Have been wanting to see how this site’s analytics capabilities have evolved (note: Squarespace, at the time of this writing).
Let’s see what we find out!
Traffic
Overview
By Device Type: 60% Desktop, 37% Mobile, 2% Tablet, 1% Unknown
By Source: 43% Direct, 32% Google, 12% Facebook, 11% LinkedIn, 3% Others
Pretty interesting finding! In the Others category, it shows how many traffic referred from CRMs.
By Browser: 46% Chrome Desktop, 16% Mobile Safari, 13% Chrome Mobile, 10% Facebook App, 16% Others
By Operating System: 43% Windows, 25% iOS, 16% Android, 7% macOS, 9% Others
Geography
More than half of my site’s traffic originates from Canada. BC dominates with 66% representation, followed by 13% from Ontario, 10% from Quebec, 5% from Alberta, and the rest is scattered.
Another 20% of my site’s traffic originates from the USA. California, Oregon, New York, and New Jersey all represent >10%, with Texas following at 7% and the rest of the states are all sub 5%.
Google Search
There was a massive spike in searches landing on my site throughout the summer. I assume this corresponds to my research / start up project.
Top 5 queries driving traffic on my site: “joshua tiong”, “excel ninja”, “dhamma surabhi”, “burden of leadership”, and “merritt meditation retreat“
Engagement*
*Note: it bugs me that this can’t be calibrated for time period comparison or averages on a fixed time horizon.
5 most-read blog posts
Year to date, based on total page views:
Interesting to me:
#1 on the list nearly doubles the page view count of #2, and is more than 5x the page views for #5..
This is not the list I would have expected.

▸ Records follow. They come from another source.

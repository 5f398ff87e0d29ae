// src/db/admin_repo.rs

use sqlx::{Executor, PgPool, Postgres};
use uuid::Uuid;

use crate::{
    common::error::AppError,
    models::auth::{AdminRole, AdminUser},
};

const ADMIN_COLUMNS: &str = "id, name, email, password_hash, role, active, created_at, updated_at";

#[derive(Clone)]
pub struct AdminRepository {
    pool: PgPool,
}

impl AdminRepository {
    pub fn new(pool: PgPool) -> Self {
        Self { pool }
    }

    pub fn pool(&self) -> &PgPool {
        &self.pool
    }

    pub async fn find_by_email(&self, email: &str) -> Result<Option<AdminUser>, AppError> {
        let admin = sqlx::query_as::<_, AdminUser>(&format!(
            "SELECT {ADMIN_COLUMNS} FROM admin_users WHERE LOWER(email) = LOWER($1)"
        ))
        .bind(email.trim())
        .fetch_optional(&self.pool)
        .await?;

        Ok(admin)
    }

    pub async fn find_by_id(&self, id: Uuid) -> Result<Option<AdminUser>, AppError> {
        let admin = sqlx::query_as::<_, AdminUser>(&format!(
            "SELECT {ADMIN_COLUMNS} FROM admin_users WHERE id = $1"
        ))
        .bind(id)
        .fetch_optional(&self.pool)
        .await?;

        Ok(admin)
    }

    pub async fn list<'e, E>(&self, executor: E) -> Result<Vec<AdminUser>, AppError>
    where
        E: Executor<'e, Database = Postgres>,
    {
        let admins = sqlx::query_as::<_, AdminUser>(&format!(
            "SELECT {ADMIN_COLUMNS} FROM admin_users ORDER BY name ASC"
        ))
        .fetch_all(executor)
        .await?;

        Ok(admins)
    }

    pub async fn count<'e, E>(&self, executor: E) -> Result<i64, AppError>
    where
        E: Executor<'e, Database = Postgres>,
    {
        let count = sqlx::query_scalar::<_, i64>("SELECT COUNT(*) FROM admin_users")
            .fetch_one(executor)
            .await?;

        Ok(count)
    }

    pub async fn create<'e, E>(
        &self,
        executor: E,
        name: &str,
        email: &str,
        password_hash: &str,
        role: AdminRole,
    ) -> Result<AdminUser, AppError>
    where
        E: Executor<'e, Database = Postgres>,
    {
        sqlx::query_as::<_, AdminUser>(&format!(
            r#"
            INSERT INTO admin_users (name, email, password_hash, role)
            VALUES ($1, $2, $3, $4)
            RETURNING {ADMIN_COLUMNS}
            "#
        ))
        .bind(name.trim())
        .bind(email.trim())
        .bind(password_hash)
        .bind(role)
        .fetch_one(executor)
        .await
        .map_err(|e| {
            if let sqlx::Error::Database(db_err) = &e {
                if db_err.is_unique_violation() && db_err.constraint() == Some("admin_users_email_key") {
                    return AppError::EmailAlreadyExists;
                }
            }
            e.into()
        })
    }

    /// `password_hash` is only replaced when provided.
    pub async fn update<'e, E>(
        &self,
        executor: E,
        id: Uuid,
        name: &str,
        role: AdminRole,
        active: bool,
        password_hash: Option<&str>,
    ) -> Result<Option<AdminUser>, AppError>
    where
        E: Executor<'e, Database = Postgres>,
    {
        let admin = sqlx::query_as::<_, AdminUser>(&format!(
            r#"
            UPDATE admin_users
            SET name = $2, role = $3, active = $4,
                password_hash = COALESCE($5, password_hash),
                updated_at = NOW()
            WHERE id = $1
            RETURNING {ADMIN_COLUMNS}
            "#
        ))
        .bind(id)
        .bind(name.trim())
        .bind(role)
        .bind(active)
        .bind(password_hash)
        .fetch_optional(executor)
        .await?;

        Ok(admin)
    }

    pub async fn delete<'e, E>(&self, executor: E, id: Uuid) -> Result<bool, AppError>
    where
        E: Executor<'e, Database = Postgres>,
    {
        let result = sqlx::query("DELETE FROM admin_users WHERE id = $1")
            .bind(id)
            .execute(executor)
            .await?;

        Ok(result.rows_affected() > 0)
    }
}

The capability to dig into performance for individual posts would be amazing.
Least-read blog posts
There’s literally one engagement on each. Who is reading these!?
Final Thoughts
I wonder if I’ll ever be inclined to take writing on my blog more seriously.
I wonder what Squarespace’s customer segmentation and product feature usage breakdown looks like.